Nordion is set to receive its first batch of molybdenum-99 isotopes from Russian firm Isotope. The shipment, of which Nordion is not specifying the amount, will "help alleviate the impact of the planned NRU reactor shutdown currently intended for mid-May 2011," Nordion said.
The U.S. Department of Energy's National Nuclear Security Administration has awarded NTP Radioisotopes, a unit of the Nuclear Energy Corporation of South Africa, a contract worth $25 million for the production of the medical isotope molybdenum-99 using low-enriched uranium. NTP Radioisotopes will be working with the Australian Nuclear Science and Technology Organisation in this initiative.

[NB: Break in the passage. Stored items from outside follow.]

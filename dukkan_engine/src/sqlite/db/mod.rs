//! # SQLite database methods
//!
//! This module contains "low-level" SQLite database interactions.
//!
//! All these interactions are maintained by simple functions (rather than stateful structs) that accept a
//! `&mut SqliteConnection` argument. Callers can obtain a connection from a pool, or create an atomic transaction as
//! the need arises and call through to the functions without any other changes.
use std::{env, str::FromStr};

use log::info;
use sqlx::{
    sqlite::{SqliteConnectOptions, SqlitePoolOptions},
    Error as SqlxError,
    SqlitePool,
};

pub mod notifications;
pub mod orders;
pub mod payments;
pub mod products;
pub mod push_tokens;

const SQLITE_DB_URL: &str = "sqlite://data/dukkan_store.db";

pub fn db_url() -> String {
    let result = env::var("DKN_DATABASE_URL").unwrap_or_else(|_| {
        info!("DKN_DATABASE_URL is not set. Using the default.");
        SQLITE_DB_URL.to_string()
    });
    info!("Using database URL: {result}");
    result
}

pub async fn new_pool(url: &str, max_connections: u32) -> Result<SqlitePool, SqlxError> {
    let options = SqliteConnectOptions::from_str(url)?.create_if_missing(true).foreign_keys(true);
    let pool = SqlitePoolOptions::new().max_connections(max_connections).connect_with(options).await?;
    Ok(pool)
}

Medical procedures make up 98% of all artificial radiation sources worldwide, according to a report from the United Nations Scientific Committee on the Effects of Atomic Radiation. CT scans were the major sources of radiation, but other procedures, such as X-rays and nuclear medicine tests, also contributed to radiation exposure, the report said. Read ASNC's radiation safety paper here.
The National Research Universal reactor in Chalk River, Canada, has restarted and is expected to alleviate the shortage of the medical isotope molybdenum-99. SNM, however, warns that the Canadian government is likely to close the reactor for good in 2016. The society is calling for the passage of the American Medical Isotopes Production Act, which would allow for the domestic production of isotopes.
Ohio-based Cardinal Health is warning that shortages of technetium-99 could reach critically low levels for the remainder of May. Relief for the industry is in sight, however, with the Chalk River reactor in Ontario and the High Flux Reactor in Petten, Netherlands, slated to restart molybdenum-99 production in mid-summer.